EXERCISE OBJECTIVE:
Only one span of the listing below is wanted: the lines from the one with "it only exists locally" through the one with "Raw markdown text", reproduced exactly, both ends kept.

(LISTED RECORDS)

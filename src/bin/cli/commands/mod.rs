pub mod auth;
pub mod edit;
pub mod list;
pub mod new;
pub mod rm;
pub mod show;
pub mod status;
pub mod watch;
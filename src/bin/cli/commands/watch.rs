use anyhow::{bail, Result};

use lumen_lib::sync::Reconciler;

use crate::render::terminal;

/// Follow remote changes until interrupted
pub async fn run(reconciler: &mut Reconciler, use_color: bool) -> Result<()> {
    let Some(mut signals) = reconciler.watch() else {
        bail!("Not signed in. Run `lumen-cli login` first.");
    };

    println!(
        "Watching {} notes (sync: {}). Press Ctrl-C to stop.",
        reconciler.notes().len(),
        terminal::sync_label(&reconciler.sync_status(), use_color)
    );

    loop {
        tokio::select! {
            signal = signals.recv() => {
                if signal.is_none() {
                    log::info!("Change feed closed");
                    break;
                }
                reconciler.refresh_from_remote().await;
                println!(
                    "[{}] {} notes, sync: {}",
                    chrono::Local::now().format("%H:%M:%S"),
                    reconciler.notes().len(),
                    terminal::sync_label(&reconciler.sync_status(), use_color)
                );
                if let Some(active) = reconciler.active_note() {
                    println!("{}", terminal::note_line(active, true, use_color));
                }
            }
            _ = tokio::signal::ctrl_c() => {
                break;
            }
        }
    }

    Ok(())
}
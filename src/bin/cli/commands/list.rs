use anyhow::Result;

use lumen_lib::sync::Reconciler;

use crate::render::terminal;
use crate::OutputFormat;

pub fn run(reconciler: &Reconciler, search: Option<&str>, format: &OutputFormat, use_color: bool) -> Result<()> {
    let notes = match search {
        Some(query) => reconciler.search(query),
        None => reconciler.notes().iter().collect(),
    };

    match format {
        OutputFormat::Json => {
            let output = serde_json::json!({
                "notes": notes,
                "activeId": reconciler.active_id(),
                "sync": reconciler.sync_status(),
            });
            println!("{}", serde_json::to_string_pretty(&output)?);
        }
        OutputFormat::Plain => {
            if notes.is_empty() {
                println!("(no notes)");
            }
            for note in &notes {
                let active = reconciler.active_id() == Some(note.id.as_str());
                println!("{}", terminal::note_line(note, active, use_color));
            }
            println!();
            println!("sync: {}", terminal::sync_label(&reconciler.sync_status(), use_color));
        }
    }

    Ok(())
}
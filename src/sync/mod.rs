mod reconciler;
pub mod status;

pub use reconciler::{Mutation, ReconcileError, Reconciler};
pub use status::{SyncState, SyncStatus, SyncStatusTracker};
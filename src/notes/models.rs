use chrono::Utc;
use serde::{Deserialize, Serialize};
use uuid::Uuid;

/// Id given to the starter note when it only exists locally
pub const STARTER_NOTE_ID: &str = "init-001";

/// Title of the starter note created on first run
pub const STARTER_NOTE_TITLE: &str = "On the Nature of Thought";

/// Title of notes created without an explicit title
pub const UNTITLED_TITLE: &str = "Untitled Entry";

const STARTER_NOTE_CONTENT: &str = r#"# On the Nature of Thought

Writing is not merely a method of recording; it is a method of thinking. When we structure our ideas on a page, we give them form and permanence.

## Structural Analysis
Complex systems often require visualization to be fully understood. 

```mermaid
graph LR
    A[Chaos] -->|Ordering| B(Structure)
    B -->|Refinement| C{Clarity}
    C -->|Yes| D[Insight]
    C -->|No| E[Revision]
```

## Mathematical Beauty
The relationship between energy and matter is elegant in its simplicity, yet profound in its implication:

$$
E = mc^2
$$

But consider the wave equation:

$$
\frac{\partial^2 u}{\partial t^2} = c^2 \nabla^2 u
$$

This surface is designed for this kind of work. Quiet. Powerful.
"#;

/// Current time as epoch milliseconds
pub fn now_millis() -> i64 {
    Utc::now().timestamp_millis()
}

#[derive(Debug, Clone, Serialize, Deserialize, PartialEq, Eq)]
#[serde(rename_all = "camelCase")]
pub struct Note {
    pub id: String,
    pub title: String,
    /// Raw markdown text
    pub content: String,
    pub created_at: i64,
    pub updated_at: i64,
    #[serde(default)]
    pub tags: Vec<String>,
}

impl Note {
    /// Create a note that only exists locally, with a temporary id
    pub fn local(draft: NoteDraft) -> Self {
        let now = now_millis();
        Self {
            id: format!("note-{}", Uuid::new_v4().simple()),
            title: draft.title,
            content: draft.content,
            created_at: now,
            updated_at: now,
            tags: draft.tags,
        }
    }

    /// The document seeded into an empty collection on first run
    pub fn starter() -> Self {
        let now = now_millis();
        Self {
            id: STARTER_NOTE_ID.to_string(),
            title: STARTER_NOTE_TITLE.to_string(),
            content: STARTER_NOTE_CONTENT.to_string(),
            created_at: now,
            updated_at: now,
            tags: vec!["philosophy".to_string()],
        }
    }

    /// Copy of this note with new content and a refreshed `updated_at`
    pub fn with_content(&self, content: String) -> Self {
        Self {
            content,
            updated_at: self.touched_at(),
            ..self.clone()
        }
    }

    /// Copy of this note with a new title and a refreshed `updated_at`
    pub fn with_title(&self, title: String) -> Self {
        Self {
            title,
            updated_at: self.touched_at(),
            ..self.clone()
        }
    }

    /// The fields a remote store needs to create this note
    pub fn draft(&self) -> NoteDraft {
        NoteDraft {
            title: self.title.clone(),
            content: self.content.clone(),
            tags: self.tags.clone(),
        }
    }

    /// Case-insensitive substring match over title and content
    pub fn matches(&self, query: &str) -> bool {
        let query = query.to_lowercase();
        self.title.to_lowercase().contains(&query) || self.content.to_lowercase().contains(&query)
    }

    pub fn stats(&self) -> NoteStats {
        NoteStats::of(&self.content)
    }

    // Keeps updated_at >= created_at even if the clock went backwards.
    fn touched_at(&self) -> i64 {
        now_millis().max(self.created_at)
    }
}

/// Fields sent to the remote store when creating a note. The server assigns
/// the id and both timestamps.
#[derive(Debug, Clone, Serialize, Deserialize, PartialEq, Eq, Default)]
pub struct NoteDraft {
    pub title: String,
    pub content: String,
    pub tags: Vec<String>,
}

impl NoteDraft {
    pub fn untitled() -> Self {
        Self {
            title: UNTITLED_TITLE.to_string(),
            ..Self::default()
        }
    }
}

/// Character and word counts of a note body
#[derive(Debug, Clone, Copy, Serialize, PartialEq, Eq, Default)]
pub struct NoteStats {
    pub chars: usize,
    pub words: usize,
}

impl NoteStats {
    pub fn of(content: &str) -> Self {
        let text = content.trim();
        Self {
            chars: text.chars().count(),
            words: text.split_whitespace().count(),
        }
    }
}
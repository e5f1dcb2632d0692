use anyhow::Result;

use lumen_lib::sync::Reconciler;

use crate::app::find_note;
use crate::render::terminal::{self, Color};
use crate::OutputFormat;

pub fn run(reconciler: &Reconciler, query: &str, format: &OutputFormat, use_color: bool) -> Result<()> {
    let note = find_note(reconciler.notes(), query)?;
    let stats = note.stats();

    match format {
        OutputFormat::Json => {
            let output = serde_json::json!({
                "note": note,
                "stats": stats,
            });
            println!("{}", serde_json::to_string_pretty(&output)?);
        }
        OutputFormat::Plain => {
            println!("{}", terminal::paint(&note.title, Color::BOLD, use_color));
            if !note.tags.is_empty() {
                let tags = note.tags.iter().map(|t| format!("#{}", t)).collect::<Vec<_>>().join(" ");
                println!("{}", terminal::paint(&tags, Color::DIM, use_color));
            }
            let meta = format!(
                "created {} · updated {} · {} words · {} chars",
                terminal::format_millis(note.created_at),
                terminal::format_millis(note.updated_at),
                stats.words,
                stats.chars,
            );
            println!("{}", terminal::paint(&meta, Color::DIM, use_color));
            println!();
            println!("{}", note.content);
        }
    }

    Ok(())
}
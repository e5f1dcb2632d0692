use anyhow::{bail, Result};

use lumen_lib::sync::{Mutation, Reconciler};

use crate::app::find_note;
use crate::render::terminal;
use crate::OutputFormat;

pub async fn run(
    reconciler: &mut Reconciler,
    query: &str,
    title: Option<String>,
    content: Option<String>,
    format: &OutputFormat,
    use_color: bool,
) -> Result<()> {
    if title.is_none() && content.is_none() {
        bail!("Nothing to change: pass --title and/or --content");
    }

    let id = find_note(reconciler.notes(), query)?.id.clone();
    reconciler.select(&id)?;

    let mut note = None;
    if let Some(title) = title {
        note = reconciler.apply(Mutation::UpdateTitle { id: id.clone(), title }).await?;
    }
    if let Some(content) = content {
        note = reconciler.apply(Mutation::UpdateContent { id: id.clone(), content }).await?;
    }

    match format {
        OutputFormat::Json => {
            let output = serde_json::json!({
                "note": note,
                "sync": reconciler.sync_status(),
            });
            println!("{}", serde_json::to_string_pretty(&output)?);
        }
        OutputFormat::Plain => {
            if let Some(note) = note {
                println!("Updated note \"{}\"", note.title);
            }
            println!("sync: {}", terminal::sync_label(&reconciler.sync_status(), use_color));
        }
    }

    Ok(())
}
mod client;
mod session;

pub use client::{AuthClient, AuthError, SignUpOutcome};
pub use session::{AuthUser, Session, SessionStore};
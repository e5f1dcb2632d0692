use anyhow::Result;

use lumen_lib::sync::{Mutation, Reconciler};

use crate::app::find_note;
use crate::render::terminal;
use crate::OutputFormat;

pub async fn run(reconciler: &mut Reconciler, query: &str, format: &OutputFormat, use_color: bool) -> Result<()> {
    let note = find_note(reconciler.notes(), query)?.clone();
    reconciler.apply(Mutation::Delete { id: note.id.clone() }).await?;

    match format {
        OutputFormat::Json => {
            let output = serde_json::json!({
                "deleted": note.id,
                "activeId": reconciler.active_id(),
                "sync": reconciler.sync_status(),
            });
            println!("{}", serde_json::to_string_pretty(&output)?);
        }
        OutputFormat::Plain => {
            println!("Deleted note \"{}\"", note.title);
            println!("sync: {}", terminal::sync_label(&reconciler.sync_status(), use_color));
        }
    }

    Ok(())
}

(End LISTED RECORDS)

ANSWER SECTION:
/// Id given to the starter note when it only exists locally
pub const STARTER_NOTE_ID: &str = "init-001";

/// Title of the starter note created on first run
pub const STARTER_NOTE_TITLE: &str = "On the Nature of Thought";

/// Title of notes created without an explicit title
pub const UNTITLED_TITLE: &str = "Untitled Entry";

const STARTER_NOTE_CONTENT: &str = r#"# On the Nature of Thought

Writing is not merely a method of recording; it is a method of thinking. When we structure our ideas on a page, we give them form and permanence.

## Structural Analysis
Complex systems often require visualization to be fully understood. 

```mermaid
graph LR
    A[Chaos] -->|Ordering| B(Structure)
    B -->|Refinement| C{Clarity}
    C -->|Yes| D[Insight]
    C -->|No| E[Revision]
```

## Mathematical Beauty
The relationship between energy and matter is elegant in its simplicity, yet profound in its implication:

$$
E = mc^2
$$

But consider the wave equation:

$$
\frac{\partial^2 u}{\partial t^2} = c^2 \nabla^2 u
$$

This surface is designed for this kind of work. Quiet. Powerful.
"#;

/// Current time as epoch milliseconds
pub fn now_millis() -> i64 {
    Utc::now().timestamp_millis()
}

#[derive(Debug, Clone, Serialize, Deserialize, PartialEq, Eq)]
#[serde(rename_all = "camelCase")]
pub struct Note {
    pub id: String,
    pub title: String,
    /// Raw markdown text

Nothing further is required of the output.